Copycat Events Catchup

I've been busy with other matters, but the copycat effect hasn't. And the media's reaction to it, as well.

There are the usual late spring shooting sprees, but the one that jumps out, of course, is the sad story of the Logan County, Ohio, high school senior who was about to graduate but instead kills six people. This, I find, had many elements of a school shooting and family rampage mixed into it.

As widely reported by the media, Scott Moody, 18, just hours away from graduating from high school, fatally shot three family members (his grandparents and mother), two friends and himself on Sunday, May 29th, in rural Bellefontaine, Ohio. The twilight language named "Logan" county has been the scene of many unusual events, down through the years.
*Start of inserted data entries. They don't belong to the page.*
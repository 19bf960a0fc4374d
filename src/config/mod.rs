//! Configuration management for camlink

use crate::relay::{SnapshotConfig, StreamConfig, TranscoderConfig};
use crate::transport::{HandshakeCandidate, NegotiatorConfig};
use serde::{Deserialize, Serialize};
use std::collections::HashSet;
use std::path::PathBuf;
use std::time::Duration;

#[derive(Debug, Clone, Serialize, Deserialize)]
pub struct Config {
    /// HTTP configuration
    pub http: HttpConfig,

    /// Live-view tuning
    #[serde(default)]
    pub stream: StreamSettings,

    /// External transcoder
    #[serde(default)]
    pub transcoder: TranscoderConfig,

    /// Account credentials
    #[serde(default)]
    pub account: AccountConfig,

    /// Cameras served by the static account service
    #[serde(default)]
    pub cameras: Vec<CameraConfig>,

    /// Logging configuration
    pub logging: LoggingConfig,
}

#[derive(Debug, Clone, Serialize, Deserialize)]
pub struct HttpConfig {
    /// HTTP bind address
    pub host: String,

    /// HTTP port
    pub port: u16,
}

/// Timeouts are in milliseconds unless the field name says otherwise
#[derive(Debug, Clone, Serialize, Deserialize)]
#[serde(default)]
pub struct StreamSettings {
    pub connect_timeout_ms: u64,
    pub response_timeout_ms: u64,
    pub response_read_max: usize,
    pub start_code_window: usize,

    /// Unrecognized responses longer than this are treated as video
    pub min_video_bytes: usize,

    /// Handshake formats to probe, in order
    pub candidates: Vec<String>,

    /// Relay accepted proprietary streams through the transcoder
    pub relay_negotiated: bool,
    pub relay_read_timeout_secs: u64,
    pub relay_accept_timeout_secs: u64,

    /// Largest frame the demuxer will buffer
    pub max_frame_bytes: usize,
    pub queue_capacity: usize,

    pub snapshot_interval_ms: u64,
    pub snapshot_settle_ms: u64,
    pub snapshot_backoff_ms: u64,
    pub service_timeout_secs: u64,
    pub max_session_secs: u64,
    pub max_consecutive_failures: u32,
}

impl Default for StreamSettings {
    fn default() -> Self {
        let stream = StreamConfig::default();
        let negotiator = &stream.negotiator;
        let snapshot = &stream.snapshot;
        Self {
            connect_timeout_ms: negotiator.connect_timeout.as_millis() as u64,
            response_timeout_ms: negotiator.response_timeout.as_millis() as u64,
            response_read_max: negotiator.response_read_max,
            start_code_window: negotiator.start_code_window,
            min_video_bytes: negotiator.min_video_bytes,
            candidates: stream
                .candidates
                .iter()
                .map(|c| c.name().to_string())
                .collect(),
            relay_negotiated: stream.relay_negotiated,
            relay_read_timeout_secs: stream.relay_read_timeout.as_secs(),
            relay_accept_timeout_secs: stream.relay_accept_timeout.as_secs(),
            max_frame_bytes: stream.max_pending_frame,
            queue_capacity: stream.queue_capacity,
            snapshot_interval_ms: snapshot.interval.as_millis() as u64,
            snapshot_settle_ms: snapshot.settle.as_millis() as u64,
            snapshot_backoff_ms: snapshot.error_backoff.as_millis() as u64,
            service_timeout_secs: snapshot.request_timeout.as_secs(),
            max_session_secs: snapshot.max_session.as_secs(),
            max_consecutive_failures: snapshot.max_consecutive_failures,
        }
    }
}

impl StreamSettings {
    /// Candidate names that do not name a handshake format
    pub fn unknown_candidates(&self) -> Vec<&str> {
        self.candidates
            .iter()
            .map(String::as_str)
            .filter(|name| HandshakeCandidate::from_name(name).is_none())
            .collect()
    }

    pub fn stream_config(&self) -> StreamConfig {
        StreamConfig {
            negotiator: NegotiatorConfig {
                connect_timeout: Duration::from_millis(self.connect_timeout_ms),
                response_timeout: Duration::from_millis(self.response_timeout_ms),
                response_read_max: self.response_read_max,
                start_code_window: self.start_code_window,
                min_video_bytes: self.min_video_bytes,
            },
            candidates: self
                .candidates
                .iter()
                .filter_map(|name| HandshakeCandidate::from_name(name))
                .collect(),
            relay_negotiated: self.relay_negotiated,
            relay_read_timeout: Duration::from_secs(self.relay_read_timeout_secs),
            relay_accept_timeout: Duration::from_secs(self.relay_accept_timeout_secs),
            max_pending_frame: self.max_frame_bytes,
            queue_capacity: self.queue_capacity,
            snapshot: SnapshotConfig {
                interval: Duration::from_millis(self.snapshot_interval_ms),
                settle: Duration::from_millis(self.snapshot_settle_ms),
                error_backoff: Duration::from_millis(self.snapshot_backoff_ms),
                request_timeout: Duration::from_secs(self.service_timeout_secs),
                max_session: Duration::from_secs(self.max_session_secs),
                max_consecutive_failures: self.max_consecutive_failures,
            },
        }
    }
}

/// Either inline credentials or a cached credential file written by a
/// previous login
#[derive(Debug, Clone, Default, Serialize, Deserialize)]
pub struct AccountConfig {
    pub token: Option<String>,
    pub account_id: Option<u64>,
    pub client_id: Option<String>,

    /// JSON file holding `{token, account_id, client_id}`
    pub credentials_file: Option<PathBuf>,
}

#[derive(Debug, Clone, Serialize, Deserialize)]
pub struct CameraConfig {
    pub id: u64,
    pub name: String,
    pub network_id: u64,
    #[serde(default)]
    pub camera_type: Option<String>,

    /// Live-view reference handed out for this camera
    #[serde(default)]
    pub liveview: Option<String>,

    /// Image file served as the camera's cached snapshot
    #[serde(default)]
    pub snapshot: Option<PathBuf>,

    #[serde(default)]
    pub latest_clip: Option<String>,
}

#[derive(Debug, Clone, Serialize, Deserialize)]
pub struct LoggingConfig {
    /// Log level, overridden by CAMLINK_LOG and --verbose
    pub level: String,
}

impl Default for Config {
    fn default() -> Self {
        Self {
            http: HttpConfig {
                host: "0.0.0.0".to_string(),
                port: 8080,
            },
            stream: StreamSettings::default(),
            transcoder: TranscoderConfig::default(),
            account: AccountConfig::default(),
            cameras: Vec::new(),
            logging: LoggingConfig {
                level: "info".to_string(),
            },
        }
    }
}

impl Config {
    /// Load configuration from TOML file
    pub fn load(path: &PathBuf) -> Result<Self, Box<dyn std::error::Error>> {
        if !path.exists() {
            return Ok(Config::default());
        }

        let content = std::fs::read_to_string(path)?;
        let config: Config = toml::from_str(&content)?;
        Ok(config)
    }

    /// Validate configuration
    pub fn validate(&self) -> Result<(), Box<dyn std::error::Error>> {
        if self.http.port == 0 {
            return Err("HTTP port must be non-zero".into());
        }

        let stream = &self.stream;
        if stream.candidates.is_empty() {
            return Err("At least one handshake candidate is required".into());
        }
        let unknown = stream.unknown_candidates();
        if !unknown.is_empty() {
            return Err(format!("Unknown handshake candidates: {}", unknown.join(", ")).into());
        }
        if stream.connect_timeout_ms == 0 || stream.response_timeout_ms == 0 {
            return Err("Stream connect and response timeouts must be non-zero".into());
        }
        if stream.response_read_max == 0 {
            return Err("Stream response_read_max must be non-zero".into());
        }
        if stream.queue_capacity == 0 {
            return Err("Stream queue_capacity must be non-zero".into());
        }
        if stream.max_frame_bytes < 1024 {
            return Err("Stream max_frame_bytes must be at least 1024".into());
        }
        if stream.relay_read_timeout_secs == 0 {
            return Err("Stream relay_read_timeout_secs must be non-zero".into());
        }
        if stream.max_consecutive_failures == 0 {
            return Err("Stream max_consecutive_failures must be non-zero".into());
        }

        if self.transcoder.binary.trim().is_empty() {
            return Err("Transcoder binary must be set".into());
        }
        if self.transcoder.fps == 0 {
            return Err("Transcoder fps must be non-zero".into());
        }
        if !(2..=31).contains(&self.transcoder.quality) {
            return Err("Transcoder quality must be between 2 and 31".into());
        }

        let mut ids = HashSet::new();
        for camera in &self.cameras {
            if !ids.insert(camera.id) {
                return Err(format!("Duplicate camera id {}", camera.id).into());
            }
            if camera.name.trim().is_empty() {
                return Err(format!("Camera {} has no name", camera.id).into());
            }
        }

        Ok(())
    }
}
As usual, accounts of the funeral carried this line: "Neighbors and friends said they could not reconcile the description of Moody as the gunman with the quiet boy they knew," Cleveland Plain Dealer, June 7, 2005.

Next, I wish to thank correspondent T. Peter Park for bringing to my attention an article in The Guardian of June 7, 2005. It begins somewhat humorously: "Reading the BBC news headlines on the internet one night last month, Graham Barnfield came across references to an academic blaming TV shows for the 'happy slapping' craze. 'My first thought was, here we go again,' he says. 'Yet another berk falling for the theory of copycat behaviour.'

As he read on, the article was about him.

While this funny scenario unfolds, however, we get this bit of media self-defense sent our way: "Anyone who had bothered to read any of Barnfield's published writings on the media would know that he distinguishes between the cognitive effects of television and film, where viewers absorb information, and the behavioural effects, where they allegedly copy scenes from the screen. 'While the first undeniably exists,' he says, 'there is very little evidence for the second.'"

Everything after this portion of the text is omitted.